Trustworthy AI
Trustworthy AI is an ambitious initiative spearheaded by Huawei's Noah's Ark Lab, encapsulating various works and projects focused on promoting transparency and reliability in artificial intelligence technologies. The project comprises several components designed to enhance AI's understanding and management of causality, making it a key player in the field of causal learning.
gCastle
At the heart of Trustworthy AI is the gCastle toolchain, a comprehensive software suite that streamlines causal structure learning. The system's primary focus is on discovering causal relationships through advanced techniques, predominantly utilizing gradient-based methods, aligning with its name: gradient-based Causal structure learning. A detailed technical report available on arXiv further elaborates on the toolbox's capabilities, offering a deeper dive into its functionalities.
Competition
The project is also renowned for organizing competitions that revolve around causality, showcasing and advancing research in this domain. Noah's Ark Lab has facilitated notable competitions at prestigious venues such as PCIC in 2021 and 2022, and most recently, NeurIPS in 2023. These events not only highlight innovative approaches but also provide baseline models to guide participants in their explorations.
Datasets
Trustworthy AI provides access to a rich collection of datasets developed by Huawei Noah's Ark Lab. This includes both real-world data and tools for creating synthetic datasets, catering to various research needs. These resources play a crucial role in supporting empirical research and fostering developments in causal analysis.
Research
The project is committed to continual enhancement and dissemination of novel research methods in the field of causality.
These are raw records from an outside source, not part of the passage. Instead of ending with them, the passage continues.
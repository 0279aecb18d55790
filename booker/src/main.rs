use std::path::PathBuf;
use std::process::ExitCode;
use std::sync::Arc;

use anyhow::Context;
use chrono::NaiveDate;
use clap::Parser;

use booker::{
    config::AppConfig,
    execution::attempt::AttemptRunner,
    metrics::counters::Counters,
    platform::HttpPlatform,
    schedule::JsonScheduleStore,
    scheduler::{PassOutcome, PassReport, RetryScheduler},
    time::SystemClock,
};
use common::logger::init_tracing;

#[derive(Debug, Parser)]
#[clap(name = "booker", version)]
struct Cli {
    /// Treat this date (YYYY-MM-DD) as today
    #[clap(long, env = "FORCE_DATE")]
    today: Option<NaiveDate>,

    /// Plan and log only; no platform calls and no schedule writes.
    /// `DRY_RUN` accepts the usual truthy/falsey spellings (1, yes, false, ...)
    #[clap(long, env = "DRY_RUN", value_parser = clap::builder::FalseyValueParser::new())]
    dry_run: bool,

    /// Schedule file (overrides BOOKER_SCHEDULE_FILE)
    #[clap(long)]
    schedule_file: Option<PathBuf>,
}

async fn run(cli: Cli) -> anyhow::Result<PassReport> {
    let mut cfg = AppConfig::from_env().context("loading configuration")?;
    if let Some(path) = cli.schedule_file {
        cfg.schedule_file = path;
    }

    tracing::info!(
        schedule = %cfg.schedule_file.display(),
        timezone = %cfg.timezone,
        dry_run = cli.dry_run,
        "starting booking pass"
    );

    let platform_cfg = Arc::new(cfg.platform.clone());
    let platform = Arc::new(HttpPlatform::new(platform_cfg.clone()));
    let runner = AttemptRunner::new(platform, platform_cfg, cfg.pacing.clone())?;

    let scheduler = RetryScheduler::new(
        Arc::new(JsonScheduleStore::new(cfg.schedule_file.clone())),
        runner,
        Arc::new(SystemClock::new(cfg.timezone)),
        cfg.scheduler.clone(),
        Counters::default(),
        cli.dry_run,
    );

    scheduler.run_pass(cli.today).await
}

#[tokio::main]
async fn main() -> ExitCode {
    dotenvy::dotenv().ok();

    let is_production = std::env::var("APP_ENV").unwrap_or_default() == "production";
    init_tracing("booker", is_production);

    let cli = Cli::parse();

    match run(cli).await {
        Ok(report) => {
            for b in &report.bookings {
                match &b.outcome {
                    PassOutcome::Unbooked { stage, reason } => {
                        tracing::warn!(booking_id = %b.id, stage = %stage, reason = %reason, "unbooked")
                    }
                    outcome => tracing::info!(booking_id = %b.id, outcome = ?outcome, attempts = b.attempts, "booking outcome"),
                }
            }
            if report.unbooked_count() > 0 {
                ExitCode::from(1)
            } else {
                ExitCode::SUCCESS
            }
        }
        Err(e) => {
            tracing::error!(error = ?e, "booking pass aborted");
            ExitCode::from(2)
        }
    }
}
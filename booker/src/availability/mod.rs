pub mod evaluator;
pub mod snapshot;
pub mod source;

pub use evaluator::{Availability, evaluate_slot};
pub use snapshot::{AvailabilitySnapshot, BlackoutBlock, Reservation};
Presently, it encompasses several pioneering approaches, such as CausalVAE (a model combining variational autoencoders with causality), GAE (a graph-based autoencoder framework), and methods optimizing causal discovery through reinforcement learning. These implementations underline the project's dedication to pushing the boundaries of what is possible with causal AI.
Trustworthy AI, through its various components and resources, aims to cultivate a deeper understanding of causality in AI systems. It strives to ensure that AI applications are not only powerful but also interpretable and reliable, aligning with the overarching goal of fostering trustworthy artificial intelligence.